On the Viberate platform, entities are organized by event, festival, artist, venue, genre, subgenre, city, and country. Entities are crowdsourced with the help of over 20,000 contributors, and each and every entry is then curated by a team of 70 full-time database curators. Viberate also taps into the API’s of major ticket vendors, which provide tens of thousands of events daily, adding to manually contributed events users put up on the platform. Artist profiles are also rich with content and always up-to-date, since Viberate sources the content from entities' official sources and enriches the content with metadata.

“A couple other platforms offer easy creation of mobile apps, but what sets us apart is that we source all Artist and Venue data into the app directly from our database. Festival promoters don't have to deal with content,” a major headache for festival organizers wrangling farflung artist and label teams, Veber explains. “Artists are presented with all the information we collect. That means when they upload new content on their channels right before a major tour, say, it will pop up in the appropriate festival’s app.”

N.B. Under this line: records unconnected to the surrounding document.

//! Vocab command: type/token ratio and hapax legomena.

use bookbot_core::StopwordList;
use bookbot_core::vocabulary::{VocabularyReport, vocabulary};
use camino::Utf8PathBuf;
use clap::Args;
use tracing::{debug, instrument};

use super::metrics::{self, MetricReport};
use super::{OutputArgs, RunContext};

/// Arguments for the `vocab` subcommand.
#[derive(Args, Debug)]
pub struct VocabArgs {
    /// Files or directories to analyze
    #[arg(required = true)]
    pub paths: Vec<Utf8PathBuf>,

    /// Stopword list to filter out [default: none]
    #[arg(long, value_enum)]
    pub stopwords: Option<StopwordList>,

    #[command(flatten)]
    pub output: OutputArgs,
}

impl MetricReport for VocabularyReport {
    const COMMAND: &'static str = "vocab";
    const TITLE: &'static str = "BOOKBOT (VOCAB)";
    const SECTION: &'static str = "METRICS";

    fn headers() -> &'static [&'static str] {
        &[
            "tokens",
            "types",
            "type_token_ratio",
            "hapax_legomena",
            "hapax_ratio",
            "dis_legomena",
            "dis_ratio",
        ]
    }

    fn cells(&self) -> Vec<String> {
        vec![
            self.tokens.to_string(),
            self.types.to_string(),
            format!("{:.4}", self.type_token_ratio),
            self.hapax_legomena.to_string(),
            format!("{:.4}", self.hapax_ratio),
            self.dis_legomena.to_string(),
            format!("{:.4}", self.dis_ratio),
        ]
    }

    fn text_lines(&self) -> Vec<String> {
        vec![
            format!("Tokens: {}", self.tokens),
            format!("Types: {}", self.types),
            format!("Type-Token Ratio: {:.4}", self.type_token_ratio),
            format!(
                "Hapax Legomena: {} ({:.4})",
                self.hapax_legomena, self.hapax_ratio
            ),
            format!("Dis Legomena: {} ({:.4})", self.dis_legomena, self.dis_ratio),
        ]
    }
}

/// Measure vocabulary richness of every input file.
#[instrument(name = "cmd_vocab", skip_all, fields(paths = args.paths.len()))]
pub fn cmd_vocab(args: VocabArgs, ctx: RunContext<'_>) -> anyhow::Result<()> {
    let list = args.stopwords.or(ctx.config.stopwords).unwrap_or_default();
    debug!(stopwords = %list, "executing vocab command");

    let stopwords = list.words();
    metrics::run(ctx, &args.paths, &args.output, Some(list.as_str()), |text| {
        vocabulary(text, stopwords)
    })
}
//! Vocabulary richness: type/token ratio and hapax counts.

use serde::{Deserialize, Serialize};

use crate::counts::word_counts;
use crate::word_lists::Stopwords;

/// Vocabulary richness of a text.
#[derive(Debug, Clone, Copy, PartialEq, Serialize, Deserialize)]
pub struct VocabularyReport {
    /// Word tokens counted.
    pub tokens: u64,
    /// Distinct tokens.
    pub types: usize,
    /// `types / tokens`, or 0 for empty text.
    pub type_token_ratio: f64,
    /// Types that occur exactly once.
    pub hapax_legomena: usize,
    /// `hapax_legomena / tokens`.
    pub hapax_ratio: f64,
    /// Types that occur exactly twice.
    pub dis_legomena: usize,
    /// `dis_legomena / tokens`.
    pub dis_ratio: f64,
}

/// Measure the vocabulary of `text`, optionally ignoring stopwords.
#[tracing::instrument(skip(text, stopwords), fields(text_len = text.len()))]
pub fn vocabulary(text: &str, stopwords: Option<&Stopwords>) -> VocabularyReport {
    let counts = word_counts(text, stopwords);
    let tokens: u64 = counts.values().sum();
    let types = counts.len();
    let hapax_legomena = counts.values().filter(|&&c| c == 1).count();
    let dis_legomena = counts.values().filter(|&&c| c == 2).count();

    let ratio = |part: usize| {
        if tokens == 0 {
            0.0
        } else {
            part as f64 / tokens as f64
        }
    };

    VocabularyReport {
        tokens,
        types,
        type_token_ratio: ratio(types),
        hapax_legomena,
        hapax_ratio: ratio(hapax_legomena),
        dis_legomena,
        dis_ratio: ratio(dis_legomena),
    }
}

#[cfg(test)]
mod tests {
    use super::*;
    use crate::word_lists::STOPWORDS_EN;

    #[test]
    fn scenario_counts() {
        let report = vocabulary("Hello, world! Hello book. Ahab's whale; white whale.", None);
        assert_eq!(report.tokens, 8);
        assert_eq!(report.types, 6);
        assert!(report.types as u64 <= report.tokens);
        // world, book, ahab's, white
        assert_eq!(report.hapax_legomena, 4);
        // hello, whale
        assert_eq!(report.dis_legomena, 2);
        assert!((report.type_token_ratio - 0.75).abs() < 1e-12);
        assert!((report.hapax_ratio - 0.5).abs() < 1e-12);
        assert!((report.dis_ratio - 0.25).abs() < 1e-12);
    }

    #[test]
    fn empty_text_has_zero_ratios() {
        let report = vocabulary("", None);
        assert_eq!(report.tokens, 0);
        assert_eq!(report.types, 0);
        assert_eq!(report.type_token_ratio, 0.0);
        assert_eq!(report.hapax_ratio, 0.0);
        assert_eq!(report.dis_ratio, 0.0);
    }

    #[test]
    fn stopwords_shrink_the_vocabulary() {
        let text = "the whale and the sea";
        let all = vocabulary(text, None);
        let filtered = vocabulary(text, Some(&STOPWORDS_EN));
        assert_eq!(all.tokens, 5);
        assert_eq!(filtered.tokens, 2);
        assert_eq!(filtered.types, 2);
    }
}
//! Error types for bookbot-core.

use camino::Utf8PathBuf;
use thiserror::Error;

/// Errors that can occur when working with configuration.
#[derive(Error, Debug)]
pub enum ConfigError {
    /// Failed to deserialize configuration.
    #[error("invalid configuration: {0}")]
    Deserialize(#[from] Box<figment::Error>),
}

/// Result type alias using [`ConfigError`].
pub type ConfigResult<T> = Result<T, ConfigError>;

/// Errors that can occur during text analysis.
#[derive(Error, Debug)]
pub enum AnalysisError {
    /// The file could not be opened or read.
    #[error("{path}: {source}")]
    Io {
        /// The file that failed.
        path: Utf8PathBuf,
        /// The underlying I/O error.
        #[source]
        source: std::io::Error,
    },

    /// The worker pool for a multi-file batch could not be built.
    #[error("failed to start worker pool: {0}")]
    WorkerPool(String),
}

impl AnalysisError {
    /// Wrap an I/O error with the path it occurred on.
    pub fn io(path: impl Into<Utf8PathBuf>, source: std::io::Error) -> Self {
        Self::Io {
            path: path.into(),
            source,
        }
    }
}

/// Result type alias using [`AnalysisError`].
pub type AnalysisResult<T> = Result<T, AnalysisError>;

Viberate has already tested this concept with five mid-sized festivals in Europe, including Metaldays and Sea Dance Festival. The goal: To get 30-40% download rates for the festivals’ mobile apps. The results were surprising, as 80% of festival goers downloaded the apps, creating a new and highly valuable channel for festival organizers to reach and target their audiences. The price point was right for festivals, a few hundred dollars a month with no additional costs or fees. 

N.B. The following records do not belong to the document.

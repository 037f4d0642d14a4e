//! Side-by-side comparison of two files.
//!
//! Both files are counted with the same options, ranked, and cut to their
//! top N. The comparison rows cover the union of both top-N key sets, so a
//! key that is frequent in only one file still shows up with the other
//! file's (possibly zero) count next to it.

use camino::{Utf8Path, Utf8PathBuf};
use rustc_hash::FxHashSet;
use serde::{Deserialize, Serialize};

use crate::counts::{FrequencyMap, char_counts_stream, word_counts_stream};
use crate::error::AnalysisResult;
use crate::normalize::Normalization;
use crate::rank::{Order, RankKey, RankedItem, SortKey, rank, sort_items, top_n};
use crate::word_lists::StopwordList;

/// Row cap when no top-N bound is given.
pub const DEFAULT_ROW_CAP: usize = 20;

/// What two files are compared by.
#[derive(Debug, Clone, Copy, Default, PartialEq, Eq, Hash, Deserialize, Serialize)]
#[serde(rename_all = "lowercase")]
#[cfg_attr(feature = "clap", derive(clap::ValueEnum))]
pub enum CompareKind {
    /// Character frequencies.
    #[default]
    Chars,
    /// Word frequencies.
    Words,
}

impl CompareKind {
    /// Name of the compared key: `char` or `word`.
    pub const fn key_label(self) -> &'static str {
        match self {
            Self::Chars => "char",
            Self::Words => "word",
        }
    }

    /// Returns `"chars"` or `"words"`.
    pub const fn as_str(self) -> &'static str {
        match self {
            Self::Chars => "chars",
            Self::Words => "words",
        }
    }
}

/// Options shared by both sides of a comparison.
#[derive(Debug, Clone, Copy)]
pub struct CompareOptions {
    /// What to count.
    pub kind: CompareKind,
    /// Skip non-alphabetic characters (chars only).
    pub letters_only: bool,
    /// Stopwords to skip (words only).
    pub stopwords: StopwordList,
    /// Per-line normalization.
    pub normalization: Normalization,
    /// Sort key for each side and for the rows.
    pub sort_key: SortKey,
    /// Sort direction.
    pub order: Order,
    /// Per-side top N, and the row cap.
    pub top: Option<usize>,
}

impl Default for CompareOptions {
    fn default() -> Self {
        Self {
            kind: CompareKind::default(),
            letters_only: false,
            stopwords: StopwordList::default(),
            normalization: Normalization::default(),
            sort_key: SortKey::default(),
            order: Order::default(),
            top: Some(10),
        }
    }
}

/// One side of a comparison.
#[derive(Debug, Clone, PartialEq, Eq, Serialize)]
pub struct ComparedFile {
    /// The analyzed file.
    pub path: Utf8PathBuf,
    /// Whitespace word total.
    pub num_words: u64,
    /// Ranked items, cut to the top N.
    pub items: Vec<RankedItem>,
    /// Full counts keyed by display string.
    #[serde(skip)]
    pub counts: FrequencyMap<String>,
}

impl ComparedFile {
    /// Count for `key`, zero if absent.
    pub fn count(&self, key: &str) -> u64 {
        self.counts.get(key).copied().unwrap_or(0)
    }
}

/// One compared key.
#[derive(Debug, Clone, PartialEq, Eq, Serialize)]
pub struct ComparisonRow {
    /// Display form of the key.
    pub key: String,
    /// Count in the first file.
    pub left: u64,
    /// Count in the second file.
    pub right: u64,
    /// `left - right`.
    pub delta: i64,
}

/// Result of comparing two files.
#[derive(Debug, Clone, PartialEq, Eq, Serialize)]
pub struct Comparison {
    /// The first file.
    pub left: ComparedFile,
    /// The second file.
    pub right: ComparedFile,
    /// Rows over the union of both top-N key sets.
    pub rows: Vec<ComparisonRow>,
}

/// Compare two files.
///
/// # Errors
///
/// Returns an error if either file cannot be opened or read.
#[tracing::instrument(skip(options), fields(kind = options.kind.as_str()))]
pub fn compare(
    left: &Utf8Path,
    right: &Utf8Path,
    options: &CompareOptions,
) -> AnalysisResult<Comparison> {
    let left = analyze_side(left, options)?;
    let right = analyze_side(right, options)?;
    let rows = build_rows(&left, &right, options);
    Ok(Comparison { left, right, rows })
}

/// Count one file and rank it.
///
/// # Errors
///
/// Returns an error if the file cannot be opened or read.
pub fn analyze_side(path: &Utf8Path, options: &CompareOptions) -> AnalysisResult<ComparedFile> {
    let (num_words, (items, counts)) = match options.kind {
        CompareKind::Chars => {
            let tally = char_counts_stream(path, options.letters_only, options.normalization)?;
            (tally.num_words, side_items(&tally.counts, options))
        }
        CompareKind::Words => {
            let tally =
                word_counts_stream(path, options.stopwords.words(), options.normalization)?;
            (tally.num_words, side_items(&tally.counts, options))
        }
    };

    Ok(ComparedFile {
        path: path.to_path_buf(),
        num_words,
        items,
        counts,
    })
}

fn side_items<K: RankKey>(
    map: &FrequencyMap<K>,
    options: &CompareOptions,
) -> (Vec<RankedItem>, FrequencyMap<String>) {
    let items = top_n(rank(map, options.sort_key, options.order), options.top);
    let counts = map
        .iter()
        .map(|(key, &count)| (key.display_key(), count))
        .collect();
    (items, counts)
}

/// Build comparison rows from two analyzed sides.
///
/// Keys are taken from both top-N lists in first-seen order (left, then
/// right), sorted stably by combined count or by key, and capped at `top`
/// ([`DEFAULT_ROW_CAP`] when unset).
pub fn build_rows(
    left: &ComparedFile,
    right: &ComparedFile,
    options: &CompareOptions,
) -> Vec<ComparisonRow> {
    let mut seen = FxHashSet::default();
    let mut combined: Vec<RankedItem> = left
        .items
        .iter()
        .chain(&right.items)
        .filter(|item| seen.insert(item.key.as_str()))
        .map(|item| RankedItem {
            key: item.key.clone(),
            count: left.count(&item.key) + right.count(&item.key),
        })
        .collect();

    sort_items(&mut combined, options.sort_key, options.order);
    combined.truncate(options.top.unwrap_or(DEFAULT_ROW_CAP));

    combined
        .into_iter()
        .map(|item| {
            let l = left.count(&item.key);
            let r = right.count(&item.key);
            ComparisonRow {
                delta: l as i64 - r as i64,
                key: item.key,
                left: l,
                right: r,
            }
        })
        .collect()
}

#[cfg(test)]
mod tests {
    use super::*;
    use std::fs;
    use tempfile::TempDir;

    fn write_file(dir: &TempDir, name: &str, contents: &str) -> Utf8PathBuf {
        let path = Utf8PathBuf::try_from(dir.path().join(name)).unwrap();
        fs::write(&path, contents).unwrap();
        path
    }

    fn words_options(top: Option<usize>) -> CompareOptions {
        CompareOptions {
            kind: CompareKind::Words,
            top,
            ..CompareOptions::default()
        }
    }

    #[test]
    fn rows_cover_union_of_top_keys() {
        let tmp = TempDir::new().unwrap();
        let a = write_file(&tmp, "a.txt", "whale whale whale sea\n");
        let b = write_file(&tmp, "b.txt", "ship ship sea sea sea\n");

        // Union of {whale, sea} and {sea, ship}, capped at two rows.
        let cmp = compare(&a, &b, &words_options(Some(2))).unwrap();
        let keys: Vec<&str> = cmp.rows.iter().map(|r| r.key.as_str()).collect();
        assert_eq!(keys, vec!["sea", "whale"]);

        let sea = &cmp.rows[0];
        assert_eq!((sea.left, sea.right, sea.delta), (1, 3, -2));
        let whale = &cmp.rows[1];
        assert_eq!((whale.left, whale.right, whale.delta), (3, 0, 3));
    }

    #[test]
    fn rows_sorted_by_combined_count() {
        let tmp = TempDir::new().unwrap();
        let a = write_file(&tmp, "a.txt", "ab ab cd\n");
        let b = write_file(&tmp, "b.txt", "cd cd cd ab\n");

        let cmp = compare(&a, &b, &words_options(None)).unwrap();
        assert_eq!(cmp.rows[0].key, "cd");
        assert_eq!(cmp.rows[0].left + cmp.rows[0].right, 4);
        assert_eq!(cmp.left.num_words, 3);
        assert_eq!(cmp.right.num_words, 4);
    }

    #[test]
    fn key_sort_ascending() {
        let tmp = TempDir::new().unwrap();
        let a = write_file(&tmp, "a.txt", "cab\n");
        let b = write_file(&tmp, "b.txt", "bad\n");
        let options = CompareOptions {
            sort_key: SortKey::Key,
            order: Order::Asc,
            top: None,
            ..CompareOptions::default()
        };

        let cmp = compare(&a, &b, &options).unwrap();
        let keys: Vec<&str> = cmp.rows.iter().map(|r| r.key.as_str()).collect();
        assert_eq!(keys, vec!["\n", "a", "b", "c", "d"]);
    }

    #[test]
    fn unset_top_caps_rows() {
        let tmp = TempDir::new().unwrap();
        let text: String = ('a'..='z').map(|c| format!("{c}{c} ")).collect();
        let a = write_file(&tmp, "a.txt", &text);
        let b = write_file(&tmp, "b.txt", "zz\n");

        let cmp = compare(&a, &b, &words_options(None)).unwrap();
        assert_eq!(cmp.left.items.len(), 26);
        assert_eq!(cmp.rows.len(), DEFAULT_ROW_CAP);
    }

    #[test]
    fn missing_side_is_an_error() {
        let tmp = TempDir::new().unwrap();
        let a = write_file(&tmp, "a.txt", "whale\n");
        let missing = Utf8PathBuf::try_from(tmp.path().join("nope.txt")).unwrap();
        assert!(compare(&a, &missing, &CompareOptions::default()).is_err());
        assert!(compare(&missing, &a, &CompareOptions::default()).is_err());
    }
}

"We've just wrapped up the sixth edition of Sea Dance Festival, marking our first collaboration with Viberate,” says Igor Vidović, marketing manager at EXIT, which runs several European festivals. “The Sea Dance app proved to be very useful for all our festival-goers, providing them with up-to-date information at any given moment, allowing them to chat with their peers and giving them access to their own festival timeline. In conclusion, we are looking forward to working with Viberate in the future as we're certain we'll easily tackle any upcoming challenges."

The crowdsourced aspect of Viberate’s data mean festival goers’ experiences are captured on the profile or in the app in unique ways. Perhaps the quirkiest is a recent feature added to Festival and Venue profiles, the Beer Index. Festival patrons can use the Beer Index to budget for their big splurge, or to pick a less pricey festival destination with similar music.

“This is a fun metric that we are testing right now and it's completely crowdsourced. Visitors can report an average beer price in a venue or at a festival. Beer price is the universal indicator of the overall price range of a certain destination,” says Veber. “We got the idea when everyone was complaining that in Ibiza, they'll charge you 17 euros for a beer. At the same time, people really enjoyed festivals in Poland or the Czech Republic, in part because beer there is really cheap. If you compare prices of everything else in those destinations, you'll see that the ratios are similar, and that can change how you approach a festival and what decisions you make. It’s all about using data to enhance music experiences,” reflects Veber.